Greenleaf A L, Weeks J R, Voelker R A, Ohnishi S, Dickson B
Cell. 1980 Oct;21(3):785-92. doi: 10.1016/0092-8674(80)90441-9.
We previously described an alpha-amanitin-resistant mutant of D. melanogaster (AmaC4 or simply C4) with an altered, amanitin-resistant RNA polymerase II. We have now more fully characterized this mutant genetically and biochemically. We genetically mapped C4 to position 35.66 on the X chromosome and cytogenetically localized it to the polytene chromosome band interval 10C2-10D4. We then demonstrated that C4 is allelic to a previously known lethal-mutable locus I(1)L5 in this chromosomal region. Several known lethal alleles of L5 in fact affected the properties of RNA polymerase II in vitro. Following EMS mutagenesis of the C4-bearing chromosome we recovered new lethal L5 alleles, some of which were shown biochemically to have an altered amanitin-resistance polymerase II component. Furthermore, we induced mutants of C4 that had lost amanitin-resistance and showed that these mutants were also lethal alleles of L5. All the lethal alleles of L5 failed to completely complement each other genetically, and when analyzed biochemically their polymerase II displayed altered enzymatic properties. We conclude that C4 is an allele of the L5 locus and that this locus is most probably a structural gene for a subunit of RNA polymerase II. Some of the mutants at this locus display developmental abnormalities.

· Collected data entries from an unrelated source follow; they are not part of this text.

//! Compares `ConservativeUpdateStrategy` against naive update, both through
//! the public [`Sketch`] constructors.

use criterion::{black_box, criterion_group, criterion_main, BenchmarkId, Criterion, Throughput};
use minsketch::Sketch;

fn generate_keys(count: usize) -> Vec<String> {
    (0..count).map(|i| format!("key_{i}")).collect()
}

fn bench_inserts(c: &mut Criterion) {
    let mut group = c.benchmark_group("conservative_vs_naive_insert");
    let keys = generate_keys(10_000);
    group.throughput(Throughput::Elements(10_000));

    group.bench_function("naive", |b| {
        b.iter(|| {
            let mut sketch = Sketch::<String>::count_min(0.01, 0.01).unwrap();
            for key in &keys {
                sketch.insert(black_box(key.clone()), 1);
            }
            sketch
        })
    });

    group.bench_function("conservative", |b| {
        b.iter(|| {
            let mut sketch = Sketch::<String>::conservative_count_min(0.01, 0.01).unwrap();
            for key in &keys {
                sketch.insert(black_box(key.clone()), 1);
            }
            sketch
        })
    });

    group.finish();
}

fn bench_queries(c: &mut Criterion) {
    let mut group = c.benchmark_group("conservative_vs_naive_query");
    let keys = generate_keys(10_000);
    let query_keys = generate_keys(1_000);

    let mut naive = Sketch::<String>::count_min(0.01, 0.01).unwrap();
    let mut cons = Sketch::<String>::conservative_count_min(0.01, 0.01).unwrap();
    for key in &keys {
        naive.insert(key.clone(), 1);
        cons.insert(key.clone(), 1);
    }

    group.throughput(Throughput::Elements(1000));

    group.bench_function("naive", |b| {
        b.iter(|| {
            let mut total = 0u64;
            for key in &query_keys {
                total += naive.get(black_box(key));
            }
            total
        })
    });

    group.bench_function("conservative", |b| {
        b.iter(|| {
            let mut total = 0u64;
            for key in &query_keys {
                total += cons.get(black_box(key));
            }
            total
        })
    });

    group.finish();
}

/// Estimate accuracy under a collision-heavy workload: a frequent item
/// accompanied by a large number of distinct distractors at a tight epsilon.
fn bench_accuracy(c: &mut Criterion) {
    let mut group = c.benchmark_group("conservative_vs_naive_accuracy");

    for &epsilon in &[0.01, 0.05, 0.1] {
        group.bench_with_input(
            BenchmarkId::new("naive", format!("eps={epsilon}")),
            &epsilon,
            |b, &eps| {
                b.iter(|| {
                    let mut sketch = Sketch::<String>::count_min(eps, 0.01).unwrap();
                    for _ in 0..100 {
                        sketch.insert("frequent".to_string(), 1);
                    }
                    for i in 0..1000 {
                        sketch.insert(format!("item_{i}"), 1);
                    }
                    black_box(sketch.get(&"frequent".to_string()))
                })
            },
        );

        group.bench_with_input(
            BenchmarkId::new("conservative", format!("eps={epsilon}")),
            &epsilon,
            |b, &eps| {
                b.iter(|| {
                    let mut sketch = Sketch::<String>::conservative_count_min(eps, 0.01).unwrap();
                    for _ in 0..100 {
                        sketch.insert("frequent".to_string(), 1);
                    }
                    for i in 0..1000 {
                        sketch.insert(format!("item_{i}"), 1);
                    }
                    black_box(sketch.get(&"frequent".to_string()))
                })
            },
        );
    }

    group.finish();
}

criterion_group!(benches, bench_inserts, bench_queries, bench_accuracy);
criterion_main!(benches);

我们之前描述过一种黑腹果蝇的α-鹅膏蕈碱抗性突变体(AmaC4或简称为C4),其RNA聚合酶II发生了改变,具有鹅膏蕈碱抗性。我们现在已经从遗传学和生物化学角度对该突变体进行了更全面的表征。我们通过遗传学方法将C4定位到X染色体上的35.66位置,并通过细胞遗传学方法将其定位到多线染色体带区间10C2 - 10D4。然后我们证明C4与该染色体区域中一个先前已知的致死性可变位点I(1)L5等位。事实上,L5的几个已知致死等位基因在体外影响了RNA聚合酶II的特性。在用携带C4的染色体进行EMS诱变后,我们获得了新的致死性L5等位基因,其中一些经生物化学分析显示其具有改变的抗鹅膏蕈碱的聚合酶II成分。此外,我们诱导出了失去鹅膏蕈碱抗性的C4突变体,并表明这些突变体也是L5的致死等位基因。L5的所有致死等位基因在遗传上都不能完全相互互补,并且在进行生物化学分析时,它们的聚合酶II显示出改变的酶学特性。我们得出结论,C4是L5位点的一个等位基因,并且该位点很可能是RNA聚合酶II一个亚基的结构基因。该位点的一些突变体表现出发育异常。